Realization: intermediate scale \(1 \ll L_0 \ll L\):

  • partition \((0,L)^d\) into \((L/L_0)^d\) cubes.
  • glue the solutions to PDE on sub-cubes \(\Rightarrow\) competitor \(\tilde u\):

\[\begin{equation} \frac 1 {L^d} \mathbb{E}\left[ \int_{(0,L)^d} |\nabla \tilde u|^2 \right] = \frac{1}{L_0^d} \mathbb{E}\left[ \int_{(0,L_0)^d} |\nabla u_0|^2 \right] \end{equation}\]

  • \(\tilde u\) is almost optimizer:

\[\begin{equation} \frac 1 {L^d} \mathbb{E}\left[ \int_{(0,L)^d} |\nabla \tilde u|^2 \right] - \frac 1 {L^d}\mathbb{E}\left[ \int_{(0,L)^d} |\nabla u|^2 \right] \ll 1. \end{equation}\]

  • By stability of solutions, \(\tilde u\) is close to \(u\):

\[\begin{equation} \mathbb{E}\left[ \int_{(0,L)^d} |u- \tilde u|^2 \right] \ll L^{d+2}. \end{equation}\] (roughly) \(|u - \tilde u| \ll L\).

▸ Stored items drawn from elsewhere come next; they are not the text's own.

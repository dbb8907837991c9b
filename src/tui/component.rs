use ratatui::Frame;
use ratatui::layout::Rect;

use crate::tui::event::TuiEvent;

/// A reusable piece of the form screen.
///
/// Props arrive as struct fields, internal presentation state (cursor,
/// scroll) lives behind `&mut self`, and `render` draws into the given area.
pub trait Component {
    fn render(&mut self, frame: &mut Frame, area: Rect);
}

/// Turns key events into something the form cares about.
pub trait EventHandler {
    type Event;

    /// `None` when the event means nothing to this component.
    fn handle_event(&mut self, event: &TuiEvent) -> Option<Self::Event>;
}
//! # TUI Adapter
//!
//! The ratatui-specific layer. Handles terminal I/O, renders the form, and
//! translates keyboard events into core::Action values.
//!
//! This is the only module that knows about ratatui and crossterm.
//!
//! ## Requests
//!
//! `update()` asks for a request by returning an `Effect`. The loop spawns it
//! as a tokio task and goes straight back to drawing; the task sends its
//! result back over an mpsc channel as an `Action`, which the loop feeds
//! through `update()` like any key press. Only the loop touches `App`.
//!
//! ## Redraw Strategy
//!
//! - **Busy** (a request in flight): draws every ~80ms so the spinner moves.
//! - **Idle**: sleeps up to 500ms, only redraws on events.

mod component;
mod components;
mod event;
mod ui;

use log::{debug, info, warn};
use std::collections::VecDeque;
use std::io::stdout;
use std::path::Path;
use std::sync::{Arc, mpsc};

use crossterm::event::{DisableBracketedPaste, EnableBracketedPaste};
use crossterm::execute;
use rand::Rng;

use crate::api::{HttpPostApi, PostApi};
use crate::core::action::{Action, Effect, update};
use crate::core::config::ResolvedConfig;
use crate::core::draft::{Field, PostDraft};
use crate::core::notify::Notice;
use crate::core::photo;
use crate::core::state::{App, RequestId, Route, SharedPost};
use crate::core::surprise;
use crate::tui::component::EventHandler;
use crate::tui::components::{AlertEvent, AlertKeys, FieldEvent, TextField};
use crate::tui::event::{TuiEvent, poll_event_immediate, poll_event_timeout};

/// Which control receives typing and Enter.
#[derive(Debug, Clone, Copy, PartialEq, Eq)]
pub enum Focus {
    Name,
    Prompt,
    Generate,
    Share,
}

impl Focus {
    pub fn next(self) -> Self {
        match self {
            Focus::Name => Focus::Prompt,
            Focus::Prompt => Focus::Generate,
            Focus::Generate => Focus::Share,
            Focus::Share => Focus::Name,
        }
    }

    pub fn prev(self) -> Self {
        match self {
            Focus::Name => Focus::Share,
            Focus::Prompt => Focus::Name,
            Focus::Generate => Focus::Prompt,
            Focus::Share => Focus::Generate,
        }
    }
}

/// TUI-specific presentation state (not part of core business logic)
pub struct TuiState {
    pub name_field: TextField,
    pub prompt_field: TextField,
    pub focus: Focus,
    /// Open notices; the front one is on screen
    pub alerts: VecDeque<Notice>,
    pub spinner_frame: usize,
}

impl TuiState {
    pub fn new() -> Self {
        Self {
            name_field: TextField::new(Field::Name.label(), "Ex., john doe"),
            prompt_field: TextField::new(
                Field::Prompt.label(),
                "An Impressionist oil painting of sunflowers in a purple vase...",
            )
            .with_hint(" Ctrl+R: Surprise me "),
            focus: Focus::Name,
            alerts: VecDeque::new(),
            spinner_frame: 0,
        }
    }

    /// Mirror draft values into the text fields.
    pub fn sync(&mut self, app: &App) {
        self.name_field.sync(&app.form.draft.name);
        self.prompt_field.sync(&app.form.draft.prompt);
    }
}

impl Default for TuiState {
    fn default() -> Self {
        Self::new()
    }
}

/// What the loop should do in response to one terminal event.
#[derive(Debug, Clone, PartialEq)]
pub enum Command {
    Dispatch(Action),
    SavePhoto,
}

/// Translate a terminal event into commands. Purely presentational changes
/// (focus, cursor, dismissing an alert) are applied to `tui` directly.
pub fn interpret<R: Rng + ?Sized>(
    app: &App,
    tui: &mut TuiState,
    event: &TuiEvent,
    rng: &mut R,
) -> Vec<Command> {
    if *event == TuiEvent::ForceQuit {
        return vec![Command::Dispatch(Action::Quit)];
    }

    // Open alert swallows everything else
    if !tui.alerts.is_empty() {
        if let Some(AlertEvent::Dismiss) = AlertKeys.handle_event(event) {
            tui.alerts.pop_front();
        }
        return Vec::new();
    }

    match app.route {
        Route::Home => match event {
            TuiEvent::InputChar('n') | TuiEvent::Submit => {
                tui.focus = Focus::Name;
                vec![Command::Dispatch(Action::Navigate(Route::CreatePost))]
            }
            TuiEvent::InputChar('q') | TuiEvent::Escape => vec![Command::Dispatch(Action::Quit)],
            _ => Vec::new(),
        },
        Route::CreatePost => interpret_form(app, tui, event, rng),
    }
}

  • By construction: \(|\tilde u| \ll L_0 \ll L\)

  • By triangle inequality:

\[ \mathbb{E}\left[ \int_{(0,L)^d}|u|^2 \right] \ll L^{d+2}. \]

Final comments

  • The PDE ansatz fails at microscopic scales \(\Rightarrow\) Optimal Transport becomes technical

  • Stability of solutions to Optimal Transport is widely open!

Theorem (Mérigot-Delalande-Chazal, Mischler-T.)

For \(p>1\), there exists \(\theta(p)\in (0,1)\) and \(C(p)< \infty\) such that, for any \(\mu\), \(\nu\), probability measures on \([0,1]^d\), it holds \[\begin{equation}\label{eq:stability-map} \int_{[0,1]^d} |T_{\mu}(x) - T_\nu(x)|^2 dx \le C \mathsf{W}_1(\mu, \nu)^{2\theta}, \end{equation}\] where \(T_\mu\) denotes the optimal transport map for \(\mathsf{W}_p(\mathcal{L}^d_{[0,1]^d}, \mu)\), and similarly \(T_\nu\).